An associate professor at West Chester University outside Philadelphia, Kristine holds an MFA in poetry from New York University and a Ph.D. in creative writing and literature, with a focus in nonfiction, from the University of Houston. Her work has appeared or is forthcoming in Fourth Genre, Crimereads, Crab Orchard Review, Brevity, Passages North, and Silk Road. Her essay “Cleaving To,” was named a notable essay in Best American Essays 2013.
Dorothy Rice: Rabbit Heart struck me as an extremely difficult memoir to write. For many reasons. Among them, that your mother’s kidnapping and murder happened when you were so young, then to have the details slowly and painfully revealed over decades, with the search stalling for years at a time.
Yet despite the long timeframe, the narrative never lags—I read it through the first time so fast, I had to read it again, more slowly, taking notes, before I felt prepared to speak with you today.
Kristine Ervin: Honestly, I have been surprised by how quickly people have been reading it. Rabbit Heart was a slow write, a slow journey. I wrote at a slow pace and I haven’t let go of that pace. Friends—primarily friends—have messaged me that they just got their copy. Then they have messaged the very next day to say that they finished the book already. They weren’t supposed to read it so quickly!
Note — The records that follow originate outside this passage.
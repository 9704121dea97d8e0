// The option lookups here started as a port of the Select class from the
// python selenium library at:
// https://github.com/SeleniumHQ/selenium/blob/trunk/py/selenium/webdriver/support/select.py

// Copyright 2021 Stephen Pryde and the thirtyfour_sync contributors
// Derived (and modified) from the Selenium project at https://github.com/SeleniumHQ/selenium.
//
// Copyright 2011-2020 Software Freedom Conservancy
//
// Licensed under the Apache License, Version 2.0 (the "License");
// you may not use this file except in compliance with the License.
// You may obtain a copy of the License at
//
//     http://www.apache.org/licenses/LICENSE-2.0
//
// Unless required by applicable law or agreed to in writing, software
// distributed under the License is distributed on an "AS IS" BASIS,
// WITHOUT WARRANTIES OR CONDITIONS OF ANY KIND, either express or implied.
// See the License for the specific language governing permissions and
// limitations under the License.

use std::convert::TryFrom;

use log::debug;

use crate::common::command::By;
use crate::common::keys::Keys;
use crate::component::{Component, ATTRIBUTE_MULTIPLE, ATTRIBUTE_VALUE, TAG_HTML_SELECT};
use crate::components::combobox::{deselect_all_unsupported, force_refresh, Selectable};
use crate::components::ensure_supported;
use crate::domain::Domain;
use crate::error::{ErrorCode, WebDriverError, WebDriverResult};
use crate::model::Element;
use crate::webelement::WebElement;

pub const SUPPORTED_CLASSES: [&str; 1] = [TAG_HTML_SELECT];
const TAG_OPTION: &str = "option";

/// Escape the specified string for use in an XPath selector.
pub fn escape_string(value: &str) -> String {
    let contains_single = value.contains('\'');
    let contains_double = value.contains('\"');
    if contains_single && contains_double {
        let mut result = vec![String::from("concat(")];
        for substring in value.split('\"') {
            result.push(format!("\"{}\"", substring));
            result.push(String::from(", '\"', "));
        }
        result.pop();
        return result.join("") + ")";
    }

    if contains_double {
        format!("'{}'", value)
    } else {
        format!("\"{}\"", value)
    }
}

/// The longest space-separated word of `value`.
pub fn get_longest_token(value: &str) -> &str {
    value.split(' ').fold("", |longest, item| if item.len() > longest.len() { item } else { longest })
}

/// Operates a plain HTML `<select>`.
#[derive(Debug)]
pub struct HtmlSelect {
    multiple: bool,
}

impl HtmlSelect {
    pub fn new(component: &Component<'_>) -> WebDriverResult<Self> {
        ensure_supported(component, Domain::Html, &SUPPORTED_CLASSES)?;
        let multiple = component.get_attribute(ATTRIBUTE_MULTIPLE)?.filter(|x| x != "false").is_some();
        Ok(HtmlSelect {
            multiple,
        })
    }

    fn option_elements<'a>(&self, component: &Component<'a>) -> WebDriverResult<Vec<WebElement<'a>>> {
        component.with_element(|e| e.find_elements(By::Tag(TAG_OPTION)))
    }

    /// Flip the option's selection state if it is not `select` already.
    ///
    /// A failing click is only logged; the selection is read back afterwards.
    fn set_selected(&self, component: &Component<'_>, option: &WebElement<'_>, select: bool) -> WebDriverResult<()> {
        if option.is_selected()? == select {
            return Ok(());
        }
        let before = component.element_id();
        if let Err(e) = option.click() {
            debug!("Met {}", e);
        }
        force_refresh(component, &before);
        Ok(())
    }

    fn options_by_text<'a>(&self, component: &Component<'a>, text: &str) -> WebDriverResult<Vec<WebElement<'a>>> {
        let xpath = format!(".//option[normalize-space(.) = {}]", escape_string(text));
        let element = component.element();
        let options = element.find_elements(By::XPath(&xpath))?;
        if !options.is_empty() || !text.contains(' ') {
            return Ok(options);
        }

        let token = get_longest_token(text);
        let candidates = if token.is_empty() {
            self.option_elements(component)?
        } else {
            let xpath = format!(".//option[contains(.,{})]", escape_string(token));
            element.find_elements(By::XPath(&xpath))?
        };
        let mut matched = Vec::new();
        for candidate in candidates {
            if candidate.text()? == text {
                matched.push(candidate);
            }
        }
        Ok(matched)
    }

    fn set_selection_by_text(&self, component: &Component<'_>, text: &str, select: bool) -> WebDriverResult<()> {
        let options = self.options_by_text(component, text)?;
        if options.is_empty() {
            return Err(WebDriverError::general(format!("Cannot locate element with text: {}", text)));
        }
        for option in &options {
            self.set_selected(component, option, select)?;
            if !self.multiple {
                break;
            }
        }
        Ok(())
    }

    fn set_selection_by_value(&self, component: &Component<'_>, value: &str, select: bool) -> WebDriverResult<()> {
        let xpath = format!(".//option[@value = {}]", escape_string(value));
        let options = component.element().find_elements(By::XPath(&xpath))?;
        if options.is_empty() {
            return Err(WebDriverError::general(format!("Cannot locate option with value: {}", value)));
        }
        for option in &options {
            self.set_selected(component, option, select)?;
            if !self.multiple {
                break;
            }
        }
        Ok(())
    }

    fn set_selection_by_index(&self, component: &Component<'_>, index: i64, select: bool) -> WebDriverResult<()> {
        let options = self.option_elements(component)?;
        let option = usize::try_from(index)
            .ok()
            .and_then(|i| options.get(i))
            .ok_or_else(|| WebDriverError::general(format!("Cannot locate option with index: {}", index)))?;
        self.set_selected(component, option, select)
    }

    fn check_multiple(&self) -> WebDriverResult<()> {
        if self.multiple {
            Ok(())
        } else {
            Err(WebDriverError::widget(
                ErrorCode::NotSupported,
                "You may only deselect options of a multi-select",
            ))
        }
    }

    fn press_escape(&self, component: &Component<'_>) -> WebDriverResult<()> {
        if let Err(e) = component.element().send_keys(Keys::Escape) {
            debug!("Met {}", e);
            component.input_keys("ComboBox", "{Esc}")?;
        }
        Ok(())
    }
}

impl Selectable for HtmlSelect {
    fn is_multiple(&self) -> bool {
        self.multiple
    }

    fn options(&self, component: &Component<'_>) -> WebDriverResult<Vec<Element>> {
        let mut options = Vec::new();
        for (i, option) in self.option_elements(component)?.iter().enumerate() {
            options.push(Element {
                label: Some(option.text()?.trim().to_string()),
                value: option.get_attribute(ATTRIBUTE_VALUE)?,
                index: Some(i as i64),
                selected: option.is_selected()?,
                disabled: !option.is_enabled()?,
                tag: Some(TAG_OPTION.to_string()),
                element_id: Some(option.element_id.clone()),
                ..Default::default()
            });
        }
        Ok(options)
    }

    fn select_by_visible_text(&self, component: &Component<'_>, text: &str) -> WebDriverResult<()> {
        self.set_selection_by_text(component, text, true)
    }

    fn select_by_index(&self, component: &Component<'_>, index: i64) -> WebDriverResult<()> {
        self.set_selection_by_index(component, index, true)
    }

    fn select_by_value(&self, component: &Component<'_>, value: &str) -> WebDriverResult<()> {
        self.set_selection_by_value(component, value, true)
    }

    fn deselect_all(&self, component: &Component<'_>) -> WebDriverResult<()> {
        if !self.multiple {
            return Err(deselect_all_unsupported(false));
        }
        for option in self.option_elements(component)? {
            self.set_selected(component, &option, false)?;
        }
        Ok(())
    }

    fn deselect_by_value(&self, component: &Component<'_>, value: &str) -> WebDriverResult<()> {
        self.check_multiple()?;
        self.set_selection_by_value(component, value, false)
    }

    fn deselect_by_index(&self, component: &Component<'_>, index: i64) -> WebDriverResult<()> {
        self.check_multiple()?;
        self.set_selection_by_index(component, index, false)
    }

    fn deselect_by_visible_text(&self, component: &Component<'_>, text: &str) -> WebDriverResult<()> {
        self.check_multiple()?;
        self.set_selection_by_text(component, text, false)
    }

    fn hide_popup(&self, component: &Component<'_>) -> WebDriverResult<()> {
        self.press_escape(component).map_err(|e| {
            debug!("Met {}", e);
            WebDriverError::widget(ErrorCode::FailClosePopup, "Fail to hide the combo-box's popup.")
        })
    }

    fn show_popup(&self, component: &Component<'_>) -> WebDriverResult<()> {
        self.press_escape(component)
            .and_then(|_| component.element().click())
            .map_err(|e| {
                debug!("Met {}", e);
                WebDriverError::widget(ErrorCode::FailOpenPopup, "Fail to show the combo-box's popup.")
            })
    }
}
I meant it be a slow read, in part because the story is violent, and there is so much pain and grief. It seems so intense. But perhaps that’s why they are reading it quickly.
DR: I internalized so much more with the second read, and it affected me in a more intense way, more viscerally. I internalized the narrator’s personal story more. Few have experienced what your mother did, but too many have experienced what you did—meaning sexual assault and the kind of abuse that leaves scars of shame and guilt, wounds that aren’t always visible on the outside and that aren’t always believed or taken seriously for that reason.
KE: Right—and unfortunately it doesn’t seem as if it the world is changing. I think about that Rukeyser quote about a woman speaking truthfully about her experience and the world splitting open. (editor’s note: Muriel Rukeyser, 1913-1980 “What would happen if one woman told the truth about her life? The world would split open.”) In some ways it does change, through our naming the experience, and the shared experience that we have as women, but not in terms of really moving the needle of the patriarchy.
At my university I teach a creative writing class called Breaking Silences, and what I have learned is that while my mother’s experience was unique, my experience isn’t. What I did not anticipate and perhaps should have, is that about 85% of the narratives my students ultimately write are about abuse of some form. And while it is exhausting to encounter narrative after narrative of pain, and to also bear witness to their pain, the agency that comes from breaking those silences and the community that builds within the class, is deeply inspiring.
When I have my moments of feeling vulnerable for having put Rabbit Heart out into the world, I think about these students and the trust they have placed in me and in one another and the newfound agency they’ve acquired. It’s inspiring.
DR: Your Breaking Silences class sounds amazing. It reminds of the Amherst Writers and Authors Method (AWA) and a class I assisted a professor with at Sacramento City College called Writing as a Healing Art which used free writing and prompts to facilitate writing about painful topics and sharing in a safe, judgement free environment.
KE: I actually stole the title. I’ll give credit where credit is due. There was an Association of Writers and Writing Programs (AWP) panel at the 2014 conference—Breaking Silences: Women’s Memoir as an Act of Rebellion, moderated by Janice Gray. I designed the class inspired by the themes of that panel.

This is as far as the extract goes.